Claire Gérald a l’habitude d’entamer ses ateliers par un temps de relaxation, « pour comprendre ce qui se joue pour chaque personne du groupe à chaque début de séance ». Échauffer le corps, respirer, se mettre en mouvement, écouter, regarder. « J’ai pu travailler l’envol avec une personne en fauteuil roulant ; avec une autre, même s’il n’y a que le poignet qui bouge, ce poignet peut exprimer quelque chose. Je travaille les attitudes, les intentions, au-delà de la performance. » Peu à peu, les éléments chorégraphiques se dessinent, l’écriture commence. « Au départ on est dans l’improvisation, puis on garde, on mémorise, on écrit. »

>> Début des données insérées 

/// Shell-level UI state that is not owned by the window manager.
#[derive(Debug, Default, Clone, Copy)]
pub struct AppState {
    start_menu_visible: bool,
    menu_selected: usize,
    quit_requested: bool,
}

impl AppState {
    pub fn new() -> Self {
        Self::default()
    }

    pub fn start_menu_visible(&self) -> bool {
        self.start_menu_visible
    }

    pub fn set_start_menu_visible(&mut self, visible: bool) {
        if visible && !self.start_menu_visible {
            self.menu_selected = 0;
        }
        self.start_menu_visible = visible;
    }

    pub fn toggle_start_menu(&mut self) {
        let visible = !self.start_menu_visible;
        self.set_start_menu_visible(visible);
    }

    pub fn menu_selected(&self) -> usize {
        self.menu_selected
    }

    /// Move the start-menu selection by `delta`, wrapping within `len` items.
    pub fn move_menu_selection(&mut self, delta: isize, len: usize) {
        if len == 0 {
            self.menu_selected = 0;
            return;
        }
        let len = len as isize;
        let next = (self.menu_selected as isize + delta).rem_euclid(len);
        self.menu_selected = next as usize;
    }

    pub fn quit_requested(&self) -> bool {
        self.quit_requested
    }

    pub fn request_quit(&mut self) {
        self.quit_requested = true;
    }
}
use ratatui::style::Color;

/// Levels of the xterm 6×6×6 color cube (palette indices 16..=231).
const CUBE_LEVELS: [u8; 6] = [0, 95, 135, 175, 215, 255];

/// Color depth advertised by the terminal through `COLORTERM`.
#[derive(Debug, Clone, Copy, PartialEq, Eq)]
pub enum ColorSupport {
    TrueColor,
    Palette256,
}

impl ColorSupport {
    pub fn detect() -> Self {
        Self::from_colorterm(std::env::var("COLORTERM").ok().as_deref())
    }

    fn from_colorterm(value: Option<&str>) -> Self {
        match value.map(str::to_ascii_lowercase) {
            Some(v) if v.contains("truecolor") || v.contains("24bit") => Self::TrueColor,
            _ => Self::Palette256,
        }
    }
}

/// Map an RGB triple to a color the current terminal can show: the exact
/// value on truecolor terminals, otherwise the nearest xterm-256 entry.
pub fn map_rgb_to_color(r: u8, g: u8, b: u8) -> Color {
    map_with_support(ColorSupport::detect(), r, g, b)
}

pub fn map_with_support(support: ColorSupport, r: u8, g: u8, b: u8) -> Color {
    match support {
        ColorSupport::TrueColor => Color::Rgb(r, g, b),
        ColorSupport::Palette256 => Color::Indexed(nearest_palette_index(r, g, b)),
    }
}

fn nearest_cube_level(v: u8) -> usize {
    CUBE_LEVELS
        .iter()
        .enumerate()
        .min_by_key(|(_, level)| (i32::from(**level) - i32::from(v)).abs())
        .map(|(idx, _)| idx)
        .unwrap_or(0)
}

fn nearest_palette_index(r: u8, g: u8, b: u8) -> u8 {
    let (ri, gi, bi) = (nearest_cube_level(r), nearest_cube_level(g), nearest_cube_level(b));
    let cube = (CUBE_LEVELS[ri], CUBE_LEVELS[gi], CUBE_LEVELS[bi]);
    let cube_index = 16 + 36 * ri + 6 * gi + bi;

    // grayscale ramp 232..=255 covers 8, 18, ..., 238
    let avg = (u32::from(r) + u32::from(g) + u32::from(b)) / 3;
    let step = (avg.saturating_sub(8) / 10).min(23);
    let level = (8 + step * 10) as u8;
    let gray = (level, level, level);

    if distance((r, g, b), gray) < distance((r, g, b), cube) {
        (232 + step) as u8
    } else {
        cube_index as u8
    }
}

fn distance(a: (u8, u8, u8), b: (u8, u8, u8)) -> u32 {
    let d = |x: u8, y: u8| (i32::from(x) - i32::from(y)).pow(2) as u32;
    d(a.0, b.0) + d(a.1, b.1) + d(a.2, b.2)
}
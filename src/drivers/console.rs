use std::io::{self, Stdout};
use std::time::Duration;

use crossterm::event::{DisableMouseCapture, EnableMouseCapture, Event};
use crossterm::terminal::{EnterAlternateScreen, LeaveAlternateScreen};
use crossterm::{execute, terminal};
use ratatui::Terminal;
use ratatui::backend::CrosstermBackend;
use ratatui::layout::Size;

use super::utils::InputNormalizer;
use super::{InputDriver, OutputDriver};
use crate::ui::UiFrame;

/// Reads events from the controlling terminal.
#[derive(Debug, Default)]
pub struct ConsoleInputDriver {
    normalizer: InputNormalizer,
}

impl ConsoleInputDriver {
    pub fn new() -> Self {
        Self::default()
    }
}

impl InputDriver for ConsoleInputDriver {
    fn poll(&mut self, timeout: Duration) -> io::Result<bool> {
        crossterm::event::poll(timeout)
    }

    fn read(&mut self) -> io::Result<Event> {
        loop {
            let evt = crossterm::event::read()?;
            if let Some(normalized) = self.normalizer.normalize(evt) {
                return Ok(normalized);
            }
        }
    }

    fn set_mouse_capture(&mut self, enabled: bool) -> io::Result<()> {
        if enabled {
            execute!(io::stdout(), EnableMouseCapture)
        } else {
            execute!(io::stdout(), DisableMouseCapture)
        }
    }
}

/// Full-screen output on stdout: alternate screen, raw mode and mouse
/// capture while entered.
pub struct ConsoleOutputDriver {
    terminal: Terminal<CrosstermBackend<Stdout>>,
    entered: bool,
}

impl ConsoleOutputDriver {
    pub fn new() -> io::Result<Self> {
        let backend = CrosstermBackend::new(io::stdout());
        let terminal = Terminal::new(backend)?;
        Ok(Self {
            terminal,
            entered: false,
        })
    }
}

impl OutputDriver for ConsoleOutputDriver {
    type Backend = CrosstermBackend<Stdout>;

    fn enter(&mut self) -> io::Result<()> {
        if self.entered {
            return Ok(());
        }
        execute!(
            self.terminal.backend_mut(),
            EnterAlternateScreen,
            EnableMouseCapture
        )?;
        terminal::enable_raw_mode()?;
        self.terminal.hide_cursor()?;
        self.terminal.clear()?;
        self.entered = true;
        tracing::debug!("console entered");
        Ok(())
    }

    fn exit(&mut self) -> io::Result<()> {
        if !self.entered {
            return Ok(());
        }
        terminal::disable_raw_mode()?;
        execute!(
            self.terminal.backend_mut(),
            DisableMouseCapture,
            LeaveAlternateScreen
        )?;
        self.terminal.show_cursor()?;
        self.entered = false;
        Ok(())
    }

    fn size(&self) -> io::Result<Size> {
        self.terminal.size()
    }

    fn draw<F>(&mut self, f: F) -> io::Result<()>
    where
        F: FnOnce(UiFrame<'_>),
    {
        self.terminal
            .draw(move |frame| f(UiFrame::new(frame)))
            .map(|_| ())
            .map_err(|err| io::Error::other(err.to_string()))
    }
}

impl Drop for ConsoleOutputDriver {
    fn drop(&mut self) {
        let _ = self.exit();
    }
}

Mois après mois, la création prend forme et les participants confiance. « Ils comprennent qu’ils peuvent s’exprimer avec le corps pour dire ce qu’ils ressentent. » Les deux artistes se répartissent les séances. Claire Duteurtre, quant à elle, confectionne les costumes avec les patients. L’été arrivant, c’est le moment de restituer en public le travail collectif. D’abord au château de Fontainebleau dans le cadre du festival de l’Histoire de l’Art, puis au festival Emmenez moi à Nemours. Et enfin à la commanderie de Coulommiers. « Face au public, ils prennent conscience qu’ils sont capables de faire quelque chose de beau. Les spectateurs viennent les voir et leur disent : c’est magnifique ce que vous avez fait. Jusqu’ici, ils pouvaient se sentir amoindris, là ils se sentent valorisés. » Lors d’une restitution, un groupe de salariés de Transdev est d’ailleurs venu rencontrer les patients et assister au spectacle.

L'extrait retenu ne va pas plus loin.